Directions: Beneath this instruction is a listing. Transcribe from it only the stretch from the line with "pub struct DownloadRequest" through the line with "pub struct RemoveRequest", both end lines included, exactly as written.

*** Block opens ***

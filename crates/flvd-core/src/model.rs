//! Request types and the deterministic output naming rule.
//!
//! # Design
//! - Naming is purely textual: `url = url_base ++ title` and
//!   `output = destination_dir ++ title ++ ".flv"`. No escaping, no separator
//!   insertion. Callers supply components that compose into valid values.
//! - The output path is the only link between a download and a later removal.

use std::path::PathBuf;

use serde::{Deserialize, Serialize};

use crate::error::{DownloadError, DownloadResult};

/// Extension appended to every output file.
pub const OUTPUT_EXTENSION: &str = ".flv";

/// Arguments of a single download call. Constructed per call, never persisted.
#[derive(Debug, Clone, PartialEq, Eq, Serialize, Deserialize)]
pub struct DownloadRequest {
    /// Stream address prefix; the title is appended verbatim.
    pub url_base: String,
    /// Stream title, used for both the URL suffix and the output file stem.
    pub title: String,
    /// Destination directory prefix; expected to exist and be writable.
    pub destination_dir: String,
}

impl DownloadRequest {
    /// Build a request from its three components.
    #[must_use]
    pub fn new(
        url_base: impl Into<String>,
        title: impl Into<String>,
        destination_dir: impl Into<String>,
    ) -> Self {
        Self {
            url_base: url_base.into(),
            title: title.into(),
            destination_dir: destination_dir.into(),
        }
    }

    /// Stream address handed to the external client.
    #[must_use]
    pub fn stream_url(&self) -> String {
        stream_url(&self.url_base, &self.title)
    }

    /// Output file the external client writes to.
    #[must_use]
    pub fn output_path(&self) -> PathBuf {
        output_path(&self.destination_dir, &self.title)
    }

    /// Removal request targeting the file this download produces.
    #[must_use]
    pub fn removal(&self) -> RemoveRequest {
        RemoveRequest::new(self.title.clone(), self.destination_dir.clone())
    }
}

/// Arguments of a single removal call.
#[derive(Debug, Clone, PartialEq, Eq, Serialize, Deserialize)]
pub struct RemoveRequest {
    /// Title of the earlier download.
    pub title: String,
    /// Destination directory prefix used by the earlier download.
    pub destination_dir: String,
}

impl RemoveRequest {
    /// Build a removal request.
    #[must_use]
    pub fn new(title: impl Into<String>, destination_dir: impl Into<String>) -> Self {
        Self {
            title: title.into(),
            destination_dir: destination_dir.into(),
        }
    }

    /// Output file a matching download would have produced.
    #[must_use]
    pub fn output_path(&self) -> PathBuf {
        output_path(&self.destination_dir, &self.title)
    }
}

/// Compose the stream address as the literal concatenation `url_base ++ title`.
#[must_use]
pub fn stream_url(url_base: &str, title: &str) -> String {
    let mut url = String::with_capacity(url_base.len() + title.len());
    url.push_str(url_base);
    url.push_str(title);
    url
}

/// Compose the output path as `destination_dir ++ title ++ ".flv"`.
#[must_use]
pub fn output_path(destination_dir: &str, title: &str) -> PathBuf {
    PathBuf::from(format!("{destination_dir}{title}{OUTPUT_EXTENSION}"))
}

/// Reject titles that cannot name a single file inside the destination.
///
/// # Errors
///
/// Returns `DownloadError::InvalidInput` for empty titles, path separators,
/// NUL bytes, and the `.`/`..` directory entries.
pub fn check_title(title: &str) -> DownloadResult<()> {
    let reason = if title.is_empty() {
        Some("empty")
    } else if title.contains(['/', '\\']) {
        Some("path_separator")
    } else if title.contains('\0') {
        Some("nul_byte")
    } else if matches!(title, "." | "..") {
        Some("directory_entry")
    } else {
        None
    };
    reason.map_or(Ok(()), |reason| {
        Err(DownloadError::InvalidInput {
            field: "title",
            reason,
            value: Some(title.to_string()),
        })
    })
}

/// Reject empty values for the named field.
///
/// # Errors
///
/// Returns `DownloadError::InvalidInput` when `value` is empty.
pub fn check_non_empty(field: &'static str, value: &str) -> DownloadResult<()> {
    if value.is_empty() {
        return Err(DownloadError::InvalidInput {
            field,
            reason: "empty",
            value: None,
        });
    }
    Ok(())
}

#[cfg(test)]
mod tests {
    use super::*;
    use std::path::Path;

    #[test]
    fn stream_url_is_literal_concatenation() {
        let request = DownloadRequest::new("http://host/stream/", "clip1", "/tmp/out/");
        assert_eq!(request.stream_url(), "http://host/stream/clip1");
        assert_eq!(request.output_path(), Path::new("/tmp/out/clip1.flv"));
    }

    #[test]
    fn naming_performs_no_escaping() {
        let request = DownloadRequest::new("rtmp://host/app?x=", "a b&c%20", "/data/");
        assert_eq!(request.stream_url(), "rtmp://host/app?x=a b&c%20");
        assert_eq!(request.output_path(), Path::new("/data/a b&c%20.flv"));
    }

    #[test]
    fn naming_does_not_insert_separators() {
        assert_eq!(output_path("/tmp/out", "clip1"), Path::new("/tmp/outclip1.flv"));
        assert_eq!(stream_url("", ""), "");
        assert_eq!(output_path("", ""), Path::new(".flv"));
    }

    #[test]
    fn download_and_removal_share_output_path() {
        let download = DownloadRequest::new("http://host/", "show", "/srv/media/");
        let removal = RemoveRequest::new("show", "/srv/media/");
        assert_eq!(download.removal(), removal);
        assert_eq!(download.output_path(), removal.output_path());
    }

    #[test]
    fn check_title_flags_unsafe_names() {
        assert!(check_title("clip1").is_ok());
        assert!(check_title("clip.part1").is_ok());
        for title in ["", "a/b", "a\\b", "nul\0", ".", ".."] {
            let err = check_title(title).expect_err("title should be rejected");
            assert!(matches!(
                err,
                DownloadError::InvalidInput { field: "title", .. }
            ));
        }
    }

    #[test]
    fn check_non_empty_reports_field() {
        assert!(check_non_empty("url_base", "rtmp://host/").is_ok());
        match check_non_empty("destination_dir", "") {
            Err(DownloadError::InvalidInput { field, reason, .. }) => {
                assert_eq!(field, "destination_dir");
                assert_eq!(reason, "empty");
            }
            other => panic!("unexpected result: {other:?}"),
        }
    }

    #[test]
    fn requests_serialize_with_snake_case_fields() -> anyhow::Result<()> {
        let request = DownloadRequest::new("http://host/", "clip", "/tmp/");
        let value = serde_json::to_value(&request)?;
        assert_eq!(value["url_base"], "http://host/");
        assert_eq!(value["destination_dir"], "/tmp/");
        Ok(())
    }
}
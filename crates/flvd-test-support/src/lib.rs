#![forbid(unsafe_code)]
#![deny(
    unused_must_use,
    unreachable_pub,
    clippy::all,
    clippy::pedantic,
    clippy::nursery,
    rustdoc::broken_intra_doc_links,
    rustdoc::bare_urls,
    missing_docs
)]

//! Shared test helpers used across flvd suites.
//! Layout: fixtures.rs (paths and shell stand-ins), fetcher.rs (recording fake client).

pub mod fetcher;
pub mod fixtures;

pub use fetcher::{FetchCall, RecordingFetcher};
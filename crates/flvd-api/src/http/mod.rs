//! HTTP surface modules (router, handlers, middleware).

/// Shared constants and header names.
pub(crate) mod constants;
/// Download and removal RPC handlers.
pub(crate) mod downloads;
/// Problem response helpers.
pub(crate) mod errors;
/// Health and metrics endpoints.
pub(crate) mod health;
/// Router construction and server host.
pub(crate) mod router;
/// Metrics middleware for HTTP requests.
pub(crate) mod telemetry;
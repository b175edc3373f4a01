//! Prometheus-backed metrics registry and snapshot helpers.
//!
//! # Design
//! - Encapsulates collector registration to keep the public API small.
//! - Labels are bounded: downloads by outcome label, removals by outcome label.

use std::sync::Arc;
use std::time::Duration;

use prometheus::core::Collector;
use prometheus::{Encoder, IntCounter, IntCounterVec, IntGauge, Opts, Registry, TextEncoder};
use serde::Serialize;

use crate::error::{Result, TelemetryError};

/// Prometheus-backed metrics registry shared across services.
#[derive(Clone)]
pub struct Metrics {
    inner: Arc<MetricsInner>,
}

struct MetricsInner {
    registry: Registry,
    http_requests_total: IntCounterVec,
    downloads_total: IntCounterVec,
    removals_total: IntCounterVec,
    active_downloads: IntGauge,
    waiting_downloads: IntGauge,
    last_download_duration_ms: IntGauge,
    same_path_rejections_total: IntCounter,
    guardrail_violations_total: IntCounter,
}

/// Snapshot of selected gauges and counters for health reporting.
#[derive(Debug, Clone, Serialize)]
pub struct MetricsSnapshot {
    /// Client runs currently in flight.
    pub active_downloads: i64,
    /// Downloads queued behind a same-path lock or the concurrency cap.
    pub waiting_downloads: i64,
    /// Wall-clock duration of the most recently finished client run.
    pub last_download_duration_ms: i64,
    /// Downloads refused under the `reject` same-path policy.
    pub same_path_rejections_total: u64,
    /// Startup guardrail violations recorded.
    pub guardrail_violations_total: u64,
}

fn counter_vec(name: &'static str, help: &str, labels: &[&str]) -> Result<IntCounterVec> {
    IntCounterVec::new(Opts::new(name, help), labels)
        .map_err(|source| TelemetryError::MetricsCollector { name, source })
}

fn counter(name: &'static str, help: &str) -> Result<IntCounter> {
    IntCounter::with_opts(Opts::new(name, help))
        .map_err(|source| TelemetryError::MetricsCollector { name, source })
}

fn gauge(name: &'static str, help: &str) -> Result<IntGauge> {
    IntGauge::with_opts(Opts::new(name, help))
        .map_err(|source| TelemetryError::MetricsCollector { name, source })
}

fn register<C>(registry: &Registry, name: &'static str, collector: &C) -> Result<()>
where
    C: Collector + Clone + 'static,
{
    registry
        .register(Box::new(collector.clone()))
        .map_err(|source| TelemetryError::MetricsRegister { name, source })
}

impl Metrics {
    /// Construct a new metrics registry with the standard collectors registered.
    ///
    /// # Errors
    ///
    /// Returns an error if any of the Prometheus collectors cannot be built or
    /// registered.
    pub fn new() -> Result<Self> {
        let registry = Registry::new();

        let http_requests_total = counter_vec(
            "http_requests_total",
            "Total HTTP requests received",
            &["route", "code"],
        )?;
        let downloads_total = counter_vec(
            "downloads_total",
            "Finished downloads by client outcome",
            &["outcome"],
        )?;
        let removals_total = counter_vec(
            "removals_total",
            "Finished removals by outcome",
            &["outcome"],
        )?;
        let active_downloads = gauge("active_downloads", "Streaming client runs in flight")?;
        let waiting_downloads = gauge(
            "waiting_downloads",
            "Downloads waiting on a same-path lock or the concurrency cap",
        )?;
        let last_download_duration_ms = gauge(
            "last_download_duration_ms",
            "Duration of the most recent streaming client run (ms)",
        )?;
        let same_path_rejections_total = counter(
            "same_path_rejections_total",
            "Downloads refused because the output path was busy",
        )?;
        let guardrail_violations_total = counter(
            "config_guardrail_violations_total",
            "Configuration and startup guardrail violations",
        )?;

        register(&registry, "http_requests_total", &http_requests_total)?;
        register(&registry, "downloads_total", &downloads_total)?;
        register(&registry, "removals_total", &removals_total)?;
        register(&registry, "active_downloads", &active_downloads)?;
        register(&registry, "waiting_downloads", &waiting_downloads)?;
        register(
            &registry,
            "last_download_duration_ms",
            &last_download_duration_ms,
        )?;
        register(
            &registry,
            "same_path_rejections_total",
            &same_path_rejections_total,
        )?;
        register(
            &registry,
            "config_guardrail_violations_total",
            &guardrail_violations_total,
        )?;

        Ok(Self {
            inner: Arc::new(MetricsInner {
                registry,
                http_requests_total,
                downloads_total,
                removals_total,
                active_downloads,
                waiting_downloads,
                last_download_duration_ms,
                same_path_rejections_total,
                guardrail_violations_total,
            }),
        })
    }

    /// Increment the HTTP request counter for the given route and status code.
    pub fn inc_http_request(&self, route: &str, status: u16) {
        let code = status.to_string();
        self.inner
            .http_requests_total
            .with_label_values(&[route, code.as_str()])
            .inc();
    }

    /// Record a finished download and its duration.
    pub fn observe_download(&self, outcome: &str, duration: Duration) {
        self.inner
            .downloads_total
            .with_label_values(&[outcome])
            .inc();
        self.inner
            .last_download_duration_ms
            .set(Self::duration_to_ms(duration));
    }

    /// Record a finished removal.
    pub fn inc_removal(&self, outcome: &str) {
        self.inner.removals_total.with_label_values(&[outcome]).inc();
    }

    /// Adjust the in-flight client run gauge.
    pub fn add_active_downloads(&self, delta: i64) {
        self.inner.active_downloads.add(delta);
    }

    /// Adjust the waiting download gauge.
    pub fn add_waiting_downloads(&self, delta: i64) {
        self.inner.waiting_downloads.add(delta);
    }

    /// Increment the same-path rejection counter.
    pub fn inc_same_path_rejection(&self) {
        self.inner.same_path_rejections_total.inc();
    }

    /// Increment the guardrail violation counter (e.g. loopback enforcement).
    pub fn inc_guardrail_violation(&self) {
        self.inner.guardrail_violations_total.inc();
    }

    /// Count of finished downloads for one outcome label.
    #[must_use]
    pub fn downloads_with_outcome(&self, outcome: &str) -> u64 {
        self.inner
            .downloads_total
            .with_label_values(&[outcome])
            .get()
    }

    /// Count of finished removals for one outcome label.
    #[must_use]
    pub fn removals_with_outcome(&self, outcome: &str) -> u64 {
        self.inner.removals_total.with_label_values(&[outcome]).get()
    }

    /// Render the metrics registry using the Prometheus text exposition format.
    ///
    /// # Errors
    ///
    /// Returns an error if the metrics cannot be encoded or if the encoded
    /// buffer is not valid UTF-8.
    pub fn render(&self) -> Result<String> {
        let encoder = TextEncoder::new();
        let metric_families = self.inner.registry.gather();
        let mut buffer = Vec::new();
        encoder
            .encode(&metric_families, &mut buffer)
            .map_err(|source| TelemetryError::MetricsEncode { source })?;
        String::from_utf8(buffer).map_err(|source| TelemetryError::MetricsUtf8 { source })
    }

    /// Take a point-in-time snapshot of the most relevant gauges and counters.
    #[must_use]
    pub fn snapshot(&self) -> MetricsSnapshot {
        MetricsSnapshot {
            active_downloads: self.inner.active_downloads.get(),
            waiting_downloads: self.inner.waiting_downloads.get(),
            last_download_duration_ms: self.inner.last_download_duration_ms.get(),
            same_path_rejections_total: self.inner.same_path_rejections_total.get(),
            guardrail_violations_total: self.inner.guardrail_violations_total.get(),
        }
    }

    fn duration_to_ms(duration: Duration) -> i64 {
        i64::try_from(duration.as_millis()).unwrap_or(i64::MAX)
    }
}

#[cfg(test)]
mod tests {
    use super::*;

    #[test]
    fn metrics_render_includes_recorded_series() -> Result<()> {
        let metrics = Metrics::new()?;
        metrics.inc_http_request("/v1/download", 200);
        metrics.observe_download("success", Duration::from_millis(1500));
        metrics.observe_download("client_error", Duration::from_millis(20));
        metrics.inc_removal("not_found");
        metrics.add_active_downloads(1);
        metrics.inc_guardrail_violation();

        let rendered = metrics.render()?;
        assert!(rendered.contains(r#"route="/v1/download""#));
        assert!(rendered.contains(r#"code="200""#));
        assert!(rendered.contains(r#"downloads_total{outcome="success"} 1"#));
        assert!(rendered.contains(r#"removals_total{outcome="not_found"} 1"#));
        assert!(rendered.contains("active_downloads 1"));
        assert_eq!(metrics.downloads_with_outcome("client_error"), 1);
        assert_eq!(metrics.removals_with_outcome("removed"), 0);
        Ok(())
    }

    #[test]
    fn snapshot_reflects_gauges_and_counters() -> std::result::Result<(), Box<dyn std::error::Error>> {
        let metrics = Metrics::new()?;
        metrics.add_active_downloads(2);
        metrics.add_active_downloads(-1);
        metrics.add_waiting_downloads(3);
        metrics.inc_same_path_rejection();
        metrics.observe_download("failed", Duration::from_millis(42));

        let snapshot = metrics.snapshot();
        assert_eq!(snapshot.active_downloads, 1);
        assert_eq!(snapshot.waiting_downloads, 3);
        assert_eq!(snapshot.last_download_duration_ms, 42);
        assert_eq!(snapshot.same_path_rejections_total, 1);
        assert_eq!(snapshot.guardrail_violations_total, 0);

        let value = serde_json::to_value(&snapshot)?;
        assert_eq!(value["active_downloads"], 1);
        Ok(())
    }

    #[test]
    fn clones_share_one_registry() -> Result<()> {
        let metrics = Metrics::new()?;
        let clone = metrics.clone();
        clone.inc_removal("removed");
        assert_eq!(metrics.removals_with_outcome("removed"), 1);
        Ok(())
    }
}
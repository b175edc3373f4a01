//! Command handlers.

pub(crate) mod downloads;
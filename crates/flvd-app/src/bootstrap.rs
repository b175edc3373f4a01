//! Service wiring: configuration, logging, fetcher selection, the HTTP
//! listener, and signal-driven shutdown.

use std::future::Future;
use std::net::IpAddr;
use std::sync::Arc;

use flvd_api::{ApiServer, ApiServerError, DownloadHandles};
use flvd_config::{FetcherKind, LogFormatSetting, ServiceConfig};
use flvd_core::{DownloadInspector, DownloadWorkflow, StreamFetcher};
use flvd_streamer::{ProcessFetcher, StubFetcher};
use flvd_telemetry::{AppSpanGuard, LogFormat, LoggingConfig, Metrics, set_app_mode};
use tokio::net::TcpListener;
use tokio::sync::watch;
use tracing::{error, info, warn};

use crate::error::{AppError, AppResult};
use crate::orchestrator::DownloadOrchestrator;

/// Dependencies required to bootstrap the service.
pub(crate) struct BootstrapDependencies {
    config: ServiceConfig,
    telemetry: Metrics,
}

impl BootstrapDependencies {
    /// Construct production dependencies from the environment.
    pub(crate) fn from_env() -> AppResult<Self> {
        let config =
            ServiceConfig::from_env().map_err(|err| AppError::config("config.from_env", err))?;
        Self::from_config(config)
    }

    pub(crate) fn from_config(config: ServiceConfig) -> AppResult<Self> {
        let telemetry =
            Metrics::new().map_err(|err| AppError::telemetry("telemetry.metrics", err))?;
        Ok(Self { config, telemetry })
    }
}

/// Entry point for the service boot sequence.
///
/// # Errors
///
/// Returns an error if configuration is invalid, logging cannot be installed,
/// the listener cannot be bound, or the server loop fails.
pub async fn run_app() -> AppResult<()> {
    let dependencies = BootstrapDependencies::from_env()?;
    let logging = LoggingConfig::with_format(dependencies.config.log_format.map(log_format));
    flvd_telemetry::init_logging(&logging)
        .map_err(|err| AppError::telemetry("telemetry.init", err))?;
    let shutdown = shutdown_signal()?;
    run_app_with(dependencies, shutdown).await
}

/// Boot sequence over injected dependencies; returns once `shutdown` resolves
/// and in-flight calls have drained or the grace period ran out.
pub(crate) async fn run_app_with<F>(dependencies: BootstrapDependencies, shutdown: F) -> AppResult<()>
where
    F: Future<Output = ()> + Send,
{
    let _app_span = AppSpanGuard::enter("serve");
    let addr = dependencies.config.listen_addr();
    enforce_loopback_guard(
        addr.ip(),
        dependencies.config.allow_remote,
        &dependencies.telemetry,
    )?;
    let listener = TcpListener::bind(addr)
        .await
        .map_err(|source| AppError::api_server("api.bind", ApiServerError::Bind { addr, source }))?;
    serve(listener, dependencies, shutdown).await
}

pub(crate) async fn serve<F>(
    listener: TcpListener,
    dependencies: BootstrapDependencies,
    shutdown: F,
) -> AppResult<()>
where
    F: Future<Output = ()> + Send,
{
    let BootstrapDependencies { config, telemetry } = dependencies;
    info!(
        fetcher = config.fetcher.as_str(),
        same_path_policy = config.same_path_policy.as_str(),
        max_concurrent_fetches = config.max_concurrent_fetches,
        strict_inputs = config.strict_inputs,
        "flvd bootstrap starting"
    );

    let (stop_tx, stop_rx) = watch::channel(false);
    let fetcher = build_fetcher(&config, stop_rx.clone());
    let orchestrator = Arc::new(
        DownloadOrchestrator::new(fetcher, telemetry.clone())
            .with_same_path_policy(config.same_path_policy)
            .with_max_concurrent(config.max_concurrent_fetches),
    );
    let workflow: Arc<dyn DownloadWorkflow> = orchestrator.clone();
    let inspector: Arc<dyn DownloadInspector> = orchestrator;
    let api = ApiServer::new(
        DownloadHandles::new(workflow, inspector),
        telemetry,
        config.strict_inputs,
    );

    let mut listener_stop = stop_rx;
    let server = api.serve_on(listener, async move {
        // A dropped sender also ends the listener.
        listener_stop.wait_for(|stop| *stop).await.ok();
    });
    tokio::pin!(server);

    tokio::select! {
        result = &mut server => {
            return result.map_err(|err| AppError::api_server("api.serve", err));
        }
        () = shutdown => {}
    }

    info!(
        grace_ms = u64::try_from(config.shutdown_grace.as_millis()).unwrap_or(u64::MAX),
        "shutdown requested; stopping listener and killing client runs"
    );
    set_app_mode("draining");
    stop_tx.send_replace(true);
    if let Ok(result) = tokio::time::timeout(config.shutdown_grace, server).await {
        result.map_err(|err| AppError::api_server("api.serve", err))?;
        info!("flvd stopped");
    } else {
        warn!("in-flight calls did not drain within the shutdown grace period");
    }
    Ok(())
}

fn build_fetcher(config: &ServiceConfig, shutdown: watch::Receiver<bool>) -> Arc<dyn StreamFetcher> {
    match config.fetcher {
        FetcherKind::Process => {
            let fetcher = ProcessFetcher::new(config.streamer_bin.clone())
                .with_args(config.streamer_args.iter().cloned())
                .with_shutdown(shutdown);
            info!(binary = %fetcher.binary().display(), "using process fetcher");
            Arc::new(fetcher)
        }
        FetcherKind::Stub => {
            warn!("using stub fetcher; no stream will be retrieved");
            Arc::new(StubFetcher::default())
        }
    }
}

const fn log_format(setting: LogFormatSetting) -> LogFormat {
    match setting {
        LogFormatSetting::Json => LogFormat::Json,
        LogFormatSetting::Pretty => LogFormat::Pretty,
    }
}

fn enforce_loopback_guard(bind_addr: IpAddr, allow_remote: bool, telemetry: &Metrics) -> AppResult<()> {
    if !allow_remote && !bind_addr.is_loopback() {
        error!(
            bind_addr = %bind_addr,
            "refusing to bind API listener to non-loopback address without FLVD_ALLOW_REMOTE"
        );
        telemetry.inc_guardrail_violation();
        return Err(AppError::InvalidConfig {
            field: "bind_addr",
            reason: "non_loopback_without_allow_remote",
            value: Some(bind_addr.to_string()),
        });
    }
    Ok(())
}

/// Resolves on SIGINT, or SIGTERM on unix.
fn shutdown_signal() -> AppResult<impl Future<Output = ()> + Send> {
    #[cfg(unix)]
    let mut terminate = tokio::signal::unix::signal(tokio::signal::unix::SignalKind::terminate())
        .map_err(|err| AppError::io("signal.sigterm", err))?;

    Ok(async move {
        #[cfg(unix)]
        tokio::select! {
            result = tokio::signal::ctrl_c() => log_signal("SIGINT", result),
            _ = terminate.recv() => info!(signal = "SIGTERM", "signal received"),
        }
        #[cfg(not(unix))]
        log_signal("ctrl-c", tokio::signal::ctrl_c().await);
    })
}

fn log_signal(signal: &'static str, result: std::io::Result<()>) {
    match result {
        Ok(()) => info!(signal, "signal received"),
        Err(err) => error!(signal, error = %err, "signal listener failed; shutting down"),
    }
}

#[cfg(test)]
mod tests {
    use super::*;
    use std::net::{Ipv4Addr, SocketAddr};
    use std::time::Duration;

    use flvd_config::SamePathPolicy;
    use flvd_test_support::fixtures::destination_prefix;
    use serde_json::{Value, json};
    use tokio::sync::oneshot;
    use tokio::time::timeout;

    const WAIT: Duration = Duration::from_secs(10);

    fn stub_config() -> ServiceConfig {
        ServiceConfig {
            http_port: 0,
            fetcher: FetcherKind::Stub,
            shutdown_grace: Duration::from_secs(2),
            ..ServiceConfig::default()
        }
    }

    async fn post(addr: SocketAddr, path: &str, body: &Value) -> anyhow::Result<(u16, Value)> {
        let response = reqwest::Client::new()
            .post(format!("http://{addr}{path}"))
            .json(body)
            .send()
            .await?;
        let status = response.status().as_u16();
        Ok((status, response.json().await?))
    }

    #[test]
    fn loopback_guard_rejects_remote_bind_without_opt_in() -> anyhow::Result<()> {
        let telemetry = Metrics::new()?;
        let remote = IpAddr::V4(Ipv4Addr::UNSPECIFIED);

        let err = enforce_loopback_guard(remote, false, &telemetry)
            .err()
            .ok_or_else(|| anyhow::anyhow!("expected guardrail violation"))?;
        assert!(matches!(
            err,
            AppError::InvalidConfig {
                field: "bind_addr",
                reason: "non_loopback_without_allow_remote",
                ..
            }
        ));
        assert_eq!(telemetry.snapshot().guardrail_violations_total, 1);

        enforce_loopback_guard(remote, true, &telemetry)?;
        enforce_loopback_guard(IpAddr::V4(Ipv4Addr::LOCALHOST), false, &telemetry)?;
        assert_eq!(telemetry.snapshot().guardrail_violations_total, 1);
        Ok(())
    }

    #[tokio::test]
    async fn run_app_with_refuses_remote_bind_before_listening() -> anyhow::Result<()> {
        let config = ServiceConfig {
            bind_addr: IpAddr::V4(Ipv4Addr::UNSPECIFIED),
            ..stub_config()
        };
        let result = run_app_with(BootstrapDependencies::from_config(config)?, async {}).await;
        assert!(matches!(result, Err(AppError::InvalidConfig { .. })));
        Ok(())
    }

    #[tokio::test]
    async fn run_app_with_returns_once_shutdown_fires() -> anyhow::Result<()> {
        let dependencies = BootstrapDependencies::from_config(stub_config())?;
        timeout(WAIT, run_app_with(dependencies, async {})).await??;
        Ok(())
    }

    #[tokio::test]
    async fn stub_service_downloads_and_removes_over_http() -> anyhow::Result<()> {
        let dir = tempfile::tempdir()?;
        let dest = destination_prefix(dir.path());
        let listener = TcpListener::bind((Ipv4Addr::LOCALHOST, 0)).await?;
        let addr = listener.local_addr()?;
        let config = ServiceConfig {
            same_path_policy: SamePathPolicy::Reject,
            ..stub_config()
        };
        let (stop, stopped) = oneshot::channel::<()>();
        let service = tokio::spawn(serve(
            listener,
            BootstrapDependencies::from_config(config)?,
            async move {
                stopped.await.ok();
            },
        ));

        let download = json!({"url_base": "http://host/stream/", "title": "clip1", "destination_dir": dest});
        let (code, body) = post(addr, "/v1/download", &download).await?;
        assert_eq!(code, 200);
        assert_eq!(body, json!({"status": 0, "outcome": "success"}));
        assert!(dir.path().join("clip1.flv").is_file());

        let removal = json!({"title": "clip1", "destination_dir": dest});
        let (_, body) = post(addr, "/v1/remove", &removal).await?;
        assert_eq!(body["status"], 0);
        let (_, body) = post(addr, "/v1/remove", &removal).await?;
        assert_eq!(body["status"], 2);

        stop.send(()).ok();
        timeout(WAIT, service).await???;
        Ok(())
    }

    #[cfg(unix)]
    #[tokio::test]
    async fn shutdown_kills_in_flight_client_and_answers_incomplete() -> anyhow::Result<()> {
        use flvd_test_support::fixtures::{SHELL, shell_client_args};

        let dir = tempfile::tempdir()?;
        let listener = TcpListener::bind((Ipv4Addr::LOCALHOST, 0)).await?;
        let addr = listener.local_addr()?;
        let config = ServiceConfig {
            fetcher: FetcherKind::Process,
            streamer_bin: SHELL.into(),
            streamer_args: shell_client_args(r#": > "$4"; exec sleep 30"#),
            ..stub_config()
        };
        let (stop, stopped) = oneshot::channel::<()>();
        let service = tokio::spawn(serve(
            listener,
            BootstrapDependencies::from_config(config)?,
            async move {
                stopped.await.ok();
            },
        ));

        let download = json!({
            "url_base": "rtmp://host/live/",
            "title": "long",
            "destination_dir": destination_prefix(dir.path()),
        });
        let call = tokio::spawn(async move { post(addr, "/v1/download", &download).await });
        let output = dir.path().join("long.flv");
        timeout(WAIT, async {
            while !output.exists() {
                tokio::time::sleep(Duration::from_millis(10)).await;
            }
        })
        .await?;

        stop.send(()).ok();
        let (code, body) = timeout(WAIT, call).await???;
        assert_eq!(code, 200);
        assert_eq!(body, json!({"status": 2, "outcome": "incomplete"}));
        timeout(WAIT, service).await???;
        Ok(())
    }
}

*** Block closes ***

Answer for this exercise:
pub struct DownloadRequest {
    /// Stream address prefix; the title is appended verbatim.
    pub url_base: String,
    /// Stream title, used for both the URL suffix and the output file stem.
    pub title: String,
    /// Destination directory prefix; expected to exist and be writable.
    pub destination_dir: String,
}

impl DownloadRequest {
    /// Build a request from its three components.
    #[must_use]
    pub fn new(
        url_base: impl Into<String>,
        title: impl Into<String>,
        destination_dir: impl Into<String>,
    ) -> Self {
        Self {
            url_base: url_base.into(),
            title: title.into(),
            destination_dir: destination_dir.into(),
        }
    }

    /// Stream address handed to the external client.
    #[must_use]
    pub fn stream_url(&self) -> String {
        stream_url(&self.url_base, &self.title)
    }

    /// Output file the external client writes to.
    #[must_use]
    pub fn output_path(&self) -> PathBuf {
        output_path(&self.destination_dir, &self.title)
    }

    /// Removal request targeting the file this download produces.
    #[must_use]
    pub fn removal(&self) -> RemoveRequest {
        RemoveRequest::new(self.title.clone(), self.destination_dir.clone())
    }
}

/// Arguments of a single removal call.
#[derive(Debug, Clone, PartialEq, Eq, Serialize, Deserialize)]
pub struct RemoveRequest {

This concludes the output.